At the very least, just a simple change in menu will probably get thousands of Aurora kids to miss a dose of fake sugar for at least one meal.

Opponents say it’s an assault on parental rights.

No.

There’s nothing in the measure that tells restaurants they can’t poison kiddie teeth and pancreases if parents want to do it. To get back to a past that is ruining a healthy future for our kids, all you have to say is, “Can Muffin have a Coke with that instead of milk?”

That’s it. But for that change, the three patron saints of the rip-off insulin industry laid out a scorched earth fountain of propaganda and misinformation that would make Sara Huckabee Sanders turn Mountain Dew green with envy.

Gardner said physicians and public health officials who showed up for the Monday Council Circus of the Gnars were “intellectually dishonest.”

Gardner saw for himself on The Internets that milk is not a low-calorie beverage and actually has “more sugar” than a pop.

Since it’s Gardner who brought up intellectualism, it’s OK here to point out he clearly did not reach back far enough into high-school biology or The Google to learn the biochemical difference between sucrose, glucose, lactose, fructose and all their variants that make so many get business-rather-than-science degrees.

Milk as health food rather than a marketing meme of the National Dairy Association is a valid argument for those who can follow along. But you have to be a gack to brag that cow milk is nutritionally inferior to Dr. Pepper.

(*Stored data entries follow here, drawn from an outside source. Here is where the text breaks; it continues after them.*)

//! Resource pools behind the admission gate.
//!
//! # Design Decisions
//! - `IdlePool` only caches idle connections; concurrency is bounded by the
//!   facade's gate, so the two limits never disagree
//! - `BufPool` is independent of admission and shared by value

pub mod buffer;
pub mod idle;

pub use buffer::BufPool;
pub use idle::{idle_capacity, IdlePool, Manager};
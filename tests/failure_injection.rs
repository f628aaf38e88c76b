//! Failure paths: panics, cancellation and exhausted gates.

use axum::{routing::get, Router};
use reqwest::StatusCode;
use std::sync::Arc;
use std::time::Duration;

use svckit::admission::{AdmissionError, DoneSignal, Refusal};
use svckit::config::{AdmissionConfig, ClientConfig};
use svckit::http::{ClientError, HttpClient};

mod common;
use common::{eventually, service_config, slow_router, start_service, url, Peak};

fn client(capacity: usize, hesitation_ms: u64) -> HttpClient {
    HttpClient::new(&ClientConfig {
        admission: AdmissionConfig {
            capacity,
            hesitation_ms,
        },
        ..ClientConfig::default()
    })
    .unwrap()
}

#[tokio::test]
async fn handler_panic_answers_500_and_frees_the_slot() {
    let router = Router::new().route(
        "/boom",
        get(|| async {
            if true {
                panic!("injected failure");
            }
            "unreachable"
        }),
    );
    let svc = start_service(router, &service_config(1, 50)).await;

    for _ in 0..3 {
        let resp = reqwest::get(url(&svc, "/boom")).await.unwrap();
        assert_eq!(resp.status(), StatusCode::INTERNAL_SERVER_ERROR);
    }
    assert_eq!(svc.admission().held(), 0);
    assert!(!svc.is_stopped());
}

#[tokio::test]
async fn client_call_cancelled_mid_flight() {
    let peak = Arc::new(Peak::default());
    let svc = start_service(slow_router(Duration::from_secs(5), peak), &service_config(0, 0)).await;
    let client = client(2, 0);

    let cancel = DoneSignal::new();
    cancel.fire_after(Duration::from_millis(50));
    let err = client.get(Some(&cancel), url(&svc, "/slow")).await.unwrap_err();
    assert!(matches!(err, ClientError::Cancelled));
    assert_eq!(client.admission().held(), 0);

    // The fired signal now refuses before a slot is taken.
    let err = client.get(Some(&cancel), url(&svc, "/fast")).await.unwrap_err();
    assert!(matches!(
        err,
        ClientError::Admission(AdmissionError::Refused(Refusal::Cancelled))
    ));
}

#[tokio::test]
async fn client_gate_times_out_when_full() {
    let peak = Arc::new(Peak::default());
    let svc = start_service(
        slow_router(Duration::from_millis(300), peak),
        &service_config(0, 0),
    )
    .await;
    let client = client(1, 30);

    let first = {
        let client = client.clone();
        let target = url(&svc, "/slow");
        tokio::spawn(async move { client.get(None, target).await })
    };
    eventually(|| client.admission().held() == 1).await;

    let err = client.get(None, url(&svc, "/fast")).await.unwrap_err();
    assert!(matches!(
        err,
        ClientError::Admission(AdmissionError::Refused(Refusal::TimedOut))
    ));

    assert_eq!(first.await.unwrap().unwrap().status(), StatusCode::OK);
    assert_eq!(client.get(None, url(&svc, "/fast")).await.unwrap().status(), StatusCode::OK);
}

#[tokio::test]
async fn client_close_waits_for_in_flight_calls() {
    let peak = Arc::new(Peak::default());
    let svc = start_service(
        slow_router(Duration::from_millis(150), peak.clone()),
        &service_config(0, 0),
    )
    .await;
    let client = client(4, 0);

    let call = {
        let client = client.clone();
        let target = url(&svc, "/slow");
        tokio::spawn(async move { client.get(None, target).await })
    };
    eventually(|| client.admission().in_flight() == 1).await;

    client.close().await;
    assert_eq!(peak.served(), 1);
    assert!(call.await.unwrap().is_ok());
    assert!(client.get(None, url(&svc, "/fast")).await.is_err());
}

It only gets worse. Among cries that the guvamint has no place in guiding what we feed our kids, Berzins raised the underlying alarm that rings true with their anti-nanny troops: “What next, ketchup?” Berzins queried the free world outside of Aurora City Council Chambers.

Yes! Yes, Aurora. This is all a secret liberal plot to rip everything but sun-dried crunchy kelp and quinoa crumpets from the mouths of your babies.

Oh, stop. There is a real argument that the state, the feds, the health department or just nobody should diddle the knobs of the menu of the American public and their pudgy progeny. But to say that this bill is going to chase restaurants out of the city or consumers to the McD’s on the Denver side of the line, where red-blooded and arterial-sclerotic Americans can just say,”Pepsi, dammit,” is just dumb as a bucket of dirty milk-shake straws.

Of course this will take some city funds to implement. Yes, your tax dollars will be used to police kiddie-menu scofflaws sometimes. But these few dollars are nothing compared to the trillions of dollars every American must pay in taxes or health-insurance costs to treat nutritionally bankrupt and super-sized American kids and their sires.

So stop the fist pounding, the demeaning lies and abusive harrumphing on an issue that will neither make nor break this city nor the restaurants that serve here.

Give it a shot. Count how many soda pops and juicy froozies are undrunk by this law. And save the big guns on the council dais for the real battles that are certain to come.